--- Assignment ---
In the records below, pick out all lines containing the word "HashMap".
+ + + + + + +
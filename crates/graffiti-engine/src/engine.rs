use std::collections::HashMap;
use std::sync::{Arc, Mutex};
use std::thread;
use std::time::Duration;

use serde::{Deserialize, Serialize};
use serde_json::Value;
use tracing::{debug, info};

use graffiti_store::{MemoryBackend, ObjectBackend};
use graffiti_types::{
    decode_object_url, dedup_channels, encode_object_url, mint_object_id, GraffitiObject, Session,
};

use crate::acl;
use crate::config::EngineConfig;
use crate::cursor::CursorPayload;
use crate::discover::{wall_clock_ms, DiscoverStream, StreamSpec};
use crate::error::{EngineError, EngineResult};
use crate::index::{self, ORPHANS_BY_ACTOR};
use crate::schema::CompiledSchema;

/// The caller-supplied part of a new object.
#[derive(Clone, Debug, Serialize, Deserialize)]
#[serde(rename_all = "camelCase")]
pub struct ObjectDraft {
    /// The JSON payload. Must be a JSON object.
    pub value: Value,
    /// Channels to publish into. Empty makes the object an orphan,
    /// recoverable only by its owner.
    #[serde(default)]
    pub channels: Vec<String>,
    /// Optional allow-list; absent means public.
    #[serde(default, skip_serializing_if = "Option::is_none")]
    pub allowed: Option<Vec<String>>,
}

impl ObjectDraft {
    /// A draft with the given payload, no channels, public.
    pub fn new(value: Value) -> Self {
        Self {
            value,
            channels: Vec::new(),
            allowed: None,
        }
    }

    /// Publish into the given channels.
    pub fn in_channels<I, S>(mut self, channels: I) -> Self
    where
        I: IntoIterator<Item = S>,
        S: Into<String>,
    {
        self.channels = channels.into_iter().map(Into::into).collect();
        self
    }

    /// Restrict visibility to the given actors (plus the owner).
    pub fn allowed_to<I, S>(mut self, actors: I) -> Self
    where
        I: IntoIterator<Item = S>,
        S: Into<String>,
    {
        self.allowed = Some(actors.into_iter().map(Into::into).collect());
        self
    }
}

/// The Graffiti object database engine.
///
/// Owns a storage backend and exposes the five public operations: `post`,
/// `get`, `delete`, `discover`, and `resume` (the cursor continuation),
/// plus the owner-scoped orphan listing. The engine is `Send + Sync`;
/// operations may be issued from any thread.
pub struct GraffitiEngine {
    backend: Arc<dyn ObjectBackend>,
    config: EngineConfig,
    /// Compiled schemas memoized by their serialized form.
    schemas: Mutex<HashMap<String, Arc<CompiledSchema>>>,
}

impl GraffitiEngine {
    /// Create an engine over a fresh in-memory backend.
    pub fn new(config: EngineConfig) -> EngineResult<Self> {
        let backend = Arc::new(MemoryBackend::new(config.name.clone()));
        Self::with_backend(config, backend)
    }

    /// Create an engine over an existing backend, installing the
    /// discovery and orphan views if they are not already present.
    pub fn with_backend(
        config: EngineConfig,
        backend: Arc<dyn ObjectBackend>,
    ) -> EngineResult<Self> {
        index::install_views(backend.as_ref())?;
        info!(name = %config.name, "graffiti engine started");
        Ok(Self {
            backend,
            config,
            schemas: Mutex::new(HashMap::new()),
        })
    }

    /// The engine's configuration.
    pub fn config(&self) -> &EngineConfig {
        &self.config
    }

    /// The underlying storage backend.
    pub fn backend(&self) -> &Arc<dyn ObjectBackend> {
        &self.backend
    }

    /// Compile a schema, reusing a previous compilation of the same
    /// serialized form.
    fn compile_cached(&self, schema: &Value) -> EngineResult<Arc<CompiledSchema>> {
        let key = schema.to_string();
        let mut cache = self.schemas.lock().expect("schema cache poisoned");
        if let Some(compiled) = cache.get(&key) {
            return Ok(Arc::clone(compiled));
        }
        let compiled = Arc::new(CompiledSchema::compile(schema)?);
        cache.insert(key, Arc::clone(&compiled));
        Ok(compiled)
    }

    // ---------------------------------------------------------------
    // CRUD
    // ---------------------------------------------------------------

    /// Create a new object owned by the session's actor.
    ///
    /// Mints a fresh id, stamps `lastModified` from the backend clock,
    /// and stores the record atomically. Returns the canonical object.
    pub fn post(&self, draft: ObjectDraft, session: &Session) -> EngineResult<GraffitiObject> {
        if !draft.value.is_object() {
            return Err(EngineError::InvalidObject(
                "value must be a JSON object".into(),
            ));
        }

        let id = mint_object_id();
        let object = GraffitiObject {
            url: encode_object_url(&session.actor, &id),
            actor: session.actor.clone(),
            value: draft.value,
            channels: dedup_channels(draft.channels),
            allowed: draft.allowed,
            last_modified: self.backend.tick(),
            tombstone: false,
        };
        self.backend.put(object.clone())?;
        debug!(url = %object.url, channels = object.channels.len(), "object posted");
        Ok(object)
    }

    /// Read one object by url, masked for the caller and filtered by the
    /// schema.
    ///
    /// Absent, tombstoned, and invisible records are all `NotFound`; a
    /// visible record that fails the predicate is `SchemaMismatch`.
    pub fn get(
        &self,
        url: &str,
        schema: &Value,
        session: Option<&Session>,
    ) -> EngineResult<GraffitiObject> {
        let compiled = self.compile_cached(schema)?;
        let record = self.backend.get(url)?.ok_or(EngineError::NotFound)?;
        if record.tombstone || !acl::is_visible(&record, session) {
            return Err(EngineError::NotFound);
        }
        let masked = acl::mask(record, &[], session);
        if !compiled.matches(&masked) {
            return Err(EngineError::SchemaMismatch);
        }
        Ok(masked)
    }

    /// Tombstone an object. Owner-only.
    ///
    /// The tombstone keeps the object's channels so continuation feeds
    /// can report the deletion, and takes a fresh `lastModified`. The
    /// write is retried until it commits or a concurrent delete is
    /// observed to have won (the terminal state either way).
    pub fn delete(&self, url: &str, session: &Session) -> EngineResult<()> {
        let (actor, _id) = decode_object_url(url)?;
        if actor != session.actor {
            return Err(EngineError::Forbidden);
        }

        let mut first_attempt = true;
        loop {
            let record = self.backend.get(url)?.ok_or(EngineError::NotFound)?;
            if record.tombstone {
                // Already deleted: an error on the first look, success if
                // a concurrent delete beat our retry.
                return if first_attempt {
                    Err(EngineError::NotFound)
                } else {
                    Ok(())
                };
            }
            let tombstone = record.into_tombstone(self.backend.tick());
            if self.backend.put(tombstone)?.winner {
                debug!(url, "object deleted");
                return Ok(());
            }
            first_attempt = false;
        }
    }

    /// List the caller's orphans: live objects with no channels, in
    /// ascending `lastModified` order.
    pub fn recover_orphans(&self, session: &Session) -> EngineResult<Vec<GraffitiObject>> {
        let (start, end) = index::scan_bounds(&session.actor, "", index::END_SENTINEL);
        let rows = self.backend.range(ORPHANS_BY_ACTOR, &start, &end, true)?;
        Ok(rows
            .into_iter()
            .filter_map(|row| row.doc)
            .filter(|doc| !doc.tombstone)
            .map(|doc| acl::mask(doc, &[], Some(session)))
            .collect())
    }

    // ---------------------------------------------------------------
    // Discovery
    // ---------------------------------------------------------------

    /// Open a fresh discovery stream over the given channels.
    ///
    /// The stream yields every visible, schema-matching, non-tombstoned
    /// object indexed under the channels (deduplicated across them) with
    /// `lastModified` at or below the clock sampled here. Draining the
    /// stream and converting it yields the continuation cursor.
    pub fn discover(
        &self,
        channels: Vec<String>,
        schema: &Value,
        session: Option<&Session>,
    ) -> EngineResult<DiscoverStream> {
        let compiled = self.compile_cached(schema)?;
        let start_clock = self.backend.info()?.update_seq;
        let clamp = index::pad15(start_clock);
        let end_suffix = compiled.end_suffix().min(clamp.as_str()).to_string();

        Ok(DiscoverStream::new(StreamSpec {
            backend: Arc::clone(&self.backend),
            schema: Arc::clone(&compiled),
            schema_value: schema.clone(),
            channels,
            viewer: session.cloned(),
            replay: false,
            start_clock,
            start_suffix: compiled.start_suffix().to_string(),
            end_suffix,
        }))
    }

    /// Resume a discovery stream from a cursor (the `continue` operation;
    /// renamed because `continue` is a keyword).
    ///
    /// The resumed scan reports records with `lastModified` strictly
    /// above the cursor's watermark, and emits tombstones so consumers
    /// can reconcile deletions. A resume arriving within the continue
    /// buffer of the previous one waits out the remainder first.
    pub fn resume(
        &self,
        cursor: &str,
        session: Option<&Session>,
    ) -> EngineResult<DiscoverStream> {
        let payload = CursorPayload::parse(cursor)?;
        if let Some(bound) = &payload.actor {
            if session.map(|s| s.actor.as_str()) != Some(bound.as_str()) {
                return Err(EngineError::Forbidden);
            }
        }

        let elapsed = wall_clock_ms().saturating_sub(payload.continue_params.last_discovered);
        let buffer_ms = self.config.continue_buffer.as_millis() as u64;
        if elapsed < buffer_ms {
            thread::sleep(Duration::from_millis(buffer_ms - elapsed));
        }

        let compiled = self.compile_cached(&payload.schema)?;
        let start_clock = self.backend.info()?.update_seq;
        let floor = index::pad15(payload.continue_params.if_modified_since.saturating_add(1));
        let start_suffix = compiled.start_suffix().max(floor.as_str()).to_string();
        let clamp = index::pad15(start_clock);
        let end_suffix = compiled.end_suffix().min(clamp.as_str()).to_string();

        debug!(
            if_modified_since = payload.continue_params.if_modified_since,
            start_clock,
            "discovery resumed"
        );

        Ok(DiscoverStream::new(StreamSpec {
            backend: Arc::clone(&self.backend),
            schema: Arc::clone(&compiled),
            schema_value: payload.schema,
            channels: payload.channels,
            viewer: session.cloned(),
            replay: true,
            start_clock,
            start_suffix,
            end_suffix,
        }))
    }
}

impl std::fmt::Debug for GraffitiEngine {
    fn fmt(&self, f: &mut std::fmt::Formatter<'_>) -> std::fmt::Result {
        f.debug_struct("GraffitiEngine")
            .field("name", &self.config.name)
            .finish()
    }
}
+ + + + + + +
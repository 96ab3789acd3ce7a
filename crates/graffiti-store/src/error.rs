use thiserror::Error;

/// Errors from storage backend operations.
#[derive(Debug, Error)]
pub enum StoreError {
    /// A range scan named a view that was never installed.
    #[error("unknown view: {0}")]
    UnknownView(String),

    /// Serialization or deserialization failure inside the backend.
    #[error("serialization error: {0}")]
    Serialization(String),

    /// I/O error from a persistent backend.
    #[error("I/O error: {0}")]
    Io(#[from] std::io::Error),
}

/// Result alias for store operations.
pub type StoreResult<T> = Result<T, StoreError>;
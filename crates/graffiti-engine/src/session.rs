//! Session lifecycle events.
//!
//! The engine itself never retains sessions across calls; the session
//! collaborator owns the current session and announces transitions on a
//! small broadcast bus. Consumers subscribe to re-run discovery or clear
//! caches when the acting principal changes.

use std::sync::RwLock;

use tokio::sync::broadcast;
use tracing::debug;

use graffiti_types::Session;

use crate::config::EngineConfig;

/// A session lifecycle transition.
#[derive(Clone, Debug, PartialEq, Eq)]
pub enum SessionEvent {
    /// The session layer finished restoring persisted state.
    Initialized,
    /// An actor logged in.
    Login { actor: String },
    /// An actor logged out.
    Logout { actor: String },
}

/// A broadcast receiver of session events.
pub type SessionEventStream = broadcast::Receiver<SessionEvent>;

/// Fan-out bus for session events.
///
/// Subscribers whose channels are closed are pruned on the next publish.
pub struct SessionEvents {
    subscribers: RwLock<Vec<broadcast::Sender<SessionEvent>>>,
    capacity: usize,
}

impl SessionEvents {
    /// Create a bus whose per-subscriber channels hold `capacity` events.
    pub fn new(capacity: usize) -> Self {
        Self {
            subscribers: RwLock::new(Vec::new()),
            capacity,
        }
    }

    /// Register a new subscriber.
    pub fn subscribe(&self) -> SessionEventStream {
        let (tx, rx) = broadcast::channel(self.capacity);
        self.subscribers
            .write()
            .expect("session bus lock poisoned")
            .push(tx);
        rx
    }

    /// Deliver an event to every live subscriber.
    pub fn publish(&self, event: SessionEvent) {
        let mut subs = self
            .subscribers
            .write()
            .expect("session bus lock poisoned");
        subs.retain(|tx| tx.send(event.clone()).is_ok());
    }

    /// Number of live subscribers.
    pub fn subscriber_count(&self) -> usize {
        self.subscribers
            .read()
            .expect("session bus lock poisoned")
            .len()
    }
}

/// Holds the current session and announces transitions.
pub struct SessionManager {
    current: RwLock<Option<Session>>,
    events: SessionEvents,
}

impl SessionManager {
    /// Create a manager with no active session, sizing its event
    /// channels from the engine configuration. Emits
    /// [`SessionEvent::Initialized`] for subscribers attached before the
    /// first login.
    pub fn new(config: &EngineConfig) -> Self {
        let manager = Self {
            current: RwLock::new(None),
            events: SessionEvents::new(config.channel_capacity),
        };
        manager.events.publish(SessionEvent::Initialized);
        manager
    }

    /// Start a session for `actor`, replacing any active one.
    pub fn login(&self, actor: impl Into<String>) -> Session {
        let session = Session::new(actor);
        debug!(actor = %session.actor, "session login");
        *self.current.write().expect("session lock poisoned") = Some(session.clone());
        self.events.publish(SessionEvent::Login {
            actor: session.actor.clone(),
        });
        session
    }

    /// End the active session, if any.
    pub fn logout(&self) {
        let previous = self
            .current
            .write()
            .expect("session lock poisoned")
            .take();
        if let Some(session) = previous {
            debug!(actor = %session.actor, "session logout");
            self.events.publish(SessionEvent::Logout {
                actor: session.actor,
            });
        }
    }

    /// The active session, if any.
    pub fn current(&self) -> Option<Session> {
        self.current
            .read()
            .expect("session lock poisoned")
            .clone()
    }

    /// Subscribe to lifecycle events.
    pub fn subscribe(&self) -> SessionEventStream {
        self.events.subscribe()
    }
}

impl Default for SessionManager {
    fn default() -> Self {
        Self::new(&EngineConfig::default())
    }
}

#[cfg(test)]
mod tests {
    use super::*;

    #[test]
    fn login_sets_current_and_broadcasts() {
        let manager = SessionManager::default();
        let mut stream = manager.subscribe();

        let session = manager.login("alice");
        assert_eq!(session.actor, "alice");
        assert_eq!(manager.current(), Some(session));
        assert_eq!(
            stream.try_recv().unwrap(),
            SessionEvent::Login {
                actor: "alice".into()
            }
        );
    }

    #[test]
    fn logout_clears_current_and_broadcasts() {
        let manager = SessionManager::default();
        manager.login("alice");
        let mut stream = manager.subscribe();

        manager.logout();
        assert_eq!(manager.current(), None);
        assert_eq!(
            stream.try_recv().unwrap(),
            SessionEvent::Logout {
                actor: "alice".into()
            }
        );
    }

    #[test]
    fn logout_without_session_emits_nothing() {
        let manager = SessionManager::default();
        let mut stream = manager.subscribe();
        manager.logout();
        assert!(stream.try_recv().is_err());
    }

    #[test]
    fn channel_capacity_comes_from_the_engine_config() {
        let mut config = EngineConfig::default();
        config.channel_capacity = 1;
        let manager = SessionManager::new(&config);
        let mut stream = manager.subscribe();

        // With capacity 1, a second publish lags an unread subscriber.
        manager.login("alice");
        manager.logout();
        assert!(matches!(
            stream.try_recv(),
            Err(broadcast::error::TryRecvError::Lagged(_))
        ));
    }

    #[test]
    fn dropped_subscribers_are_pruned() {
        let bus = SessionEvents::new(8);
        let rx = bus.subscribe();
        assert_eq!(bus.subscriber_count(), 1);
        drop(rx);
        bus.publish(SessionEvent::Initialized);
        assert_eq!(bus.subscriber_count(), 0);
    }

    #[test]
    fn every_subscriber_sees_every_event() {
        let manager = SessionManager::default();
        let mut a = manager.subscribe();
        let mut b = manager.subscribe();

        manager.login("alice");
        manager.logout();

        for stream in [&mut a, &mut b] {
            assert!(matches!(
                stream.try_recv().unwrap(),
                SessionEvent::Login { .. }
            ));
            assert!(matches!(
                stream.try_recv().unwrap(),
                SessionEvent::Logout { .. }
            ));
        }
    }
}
+ + + + + + +
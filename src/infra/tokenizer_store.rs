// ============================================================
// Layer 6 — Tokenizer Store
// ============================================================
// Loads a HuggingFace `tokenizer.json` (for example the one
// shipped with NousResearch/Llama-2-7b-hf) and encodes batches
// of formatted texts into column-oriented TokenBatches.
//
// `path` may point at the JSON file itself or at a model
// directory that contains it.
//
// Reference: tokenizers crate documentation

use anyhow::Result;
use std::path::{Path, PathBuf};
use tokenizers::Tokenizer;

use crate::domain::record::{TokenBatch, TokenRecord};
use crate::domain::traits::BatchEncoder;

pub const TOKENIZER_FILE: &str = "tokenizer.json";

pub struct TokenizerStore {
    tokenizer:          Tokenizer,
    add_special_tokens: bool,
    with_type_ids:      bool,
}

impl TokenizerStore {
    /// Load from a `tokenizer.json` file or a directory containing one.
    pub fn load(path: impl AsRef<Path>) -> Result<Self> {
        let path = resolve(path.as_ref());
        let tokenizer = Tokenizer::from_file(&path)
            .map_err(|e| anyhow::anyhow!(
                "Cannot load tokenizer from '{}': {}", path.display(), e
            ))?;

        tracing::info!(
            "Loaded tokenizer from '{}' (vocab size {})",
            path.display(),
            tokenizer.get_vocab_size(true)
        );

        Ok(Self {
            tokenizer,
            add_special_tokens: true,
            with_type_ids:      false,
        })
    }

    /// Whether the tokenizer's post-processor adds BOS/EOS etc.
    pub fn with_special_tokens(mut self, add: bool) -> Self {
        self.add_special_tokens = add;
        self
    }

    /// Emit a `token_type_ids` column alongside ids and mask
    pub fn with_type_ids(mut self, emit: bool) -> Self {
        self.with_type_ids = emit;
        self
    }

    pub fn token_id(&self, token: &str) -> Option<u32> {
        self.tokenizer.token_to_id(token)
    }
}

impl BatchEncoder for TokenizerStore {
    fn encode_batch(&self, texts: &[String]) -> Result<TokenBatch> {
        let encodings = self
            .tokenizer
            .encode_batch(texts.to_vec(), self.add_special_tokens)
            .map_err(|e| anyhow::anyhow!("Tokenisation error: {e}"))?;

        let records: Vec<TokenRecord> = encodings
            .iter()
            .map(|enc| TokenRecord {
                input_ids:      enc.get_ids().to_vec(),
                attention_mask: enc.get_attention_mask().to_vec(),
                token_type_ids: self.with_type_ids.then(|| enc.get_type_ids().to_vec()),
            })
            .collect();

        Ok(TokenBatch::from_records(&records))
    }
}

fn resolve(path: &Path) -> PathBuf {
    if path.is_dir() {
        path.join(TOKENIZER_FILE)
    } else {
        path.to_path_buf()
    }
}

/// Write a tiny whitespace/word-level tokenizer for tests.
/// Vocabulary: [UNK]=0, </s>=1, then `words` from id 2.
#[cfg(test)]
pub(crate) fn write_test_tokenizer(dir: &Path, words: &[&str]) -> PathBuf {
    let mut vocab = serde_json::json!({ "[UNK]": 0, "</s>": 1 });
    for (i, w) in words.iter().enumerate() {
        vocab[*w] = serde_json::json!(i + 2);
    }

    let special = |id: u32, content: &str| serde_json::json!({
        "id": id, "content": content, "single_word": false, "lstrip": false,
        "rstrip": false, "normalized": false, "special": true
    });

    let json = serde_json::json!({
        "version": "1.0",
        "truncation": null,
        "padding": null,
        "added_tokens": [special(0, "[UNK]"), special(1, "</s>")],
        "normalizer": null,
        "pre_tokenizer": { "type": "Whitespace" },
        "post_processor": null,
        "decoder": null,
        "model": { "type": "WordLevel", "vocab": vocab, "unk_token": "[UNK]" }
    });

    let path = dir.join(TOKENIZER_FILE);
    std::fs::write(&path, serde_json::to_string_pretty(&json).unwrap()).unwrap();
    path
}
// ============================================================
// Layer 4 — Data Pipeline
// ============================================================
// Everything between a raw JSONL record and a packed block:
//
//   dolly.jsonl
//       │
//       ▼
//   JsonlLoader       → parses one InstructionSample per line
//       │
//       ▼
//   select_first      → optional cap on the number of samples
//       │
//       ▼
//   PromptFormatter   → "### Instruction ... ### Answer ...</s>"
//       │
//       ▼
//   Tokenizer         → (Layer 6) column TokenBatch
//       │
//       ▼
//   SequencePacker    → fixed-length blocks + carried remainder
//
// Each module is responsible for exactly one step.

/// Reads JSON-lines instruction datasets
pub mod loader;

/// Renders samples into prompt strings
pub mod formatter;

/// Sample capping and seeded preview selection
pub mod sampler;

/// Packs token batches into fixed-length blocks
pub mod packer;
+ + + + + + +
--- Response to this task ---
use std::collections::HashMap;
    schemas: Mutex<HashMap<String, Arc<CompiledSchema>>>,
            schemas: Mutex::new(HashMap::new()),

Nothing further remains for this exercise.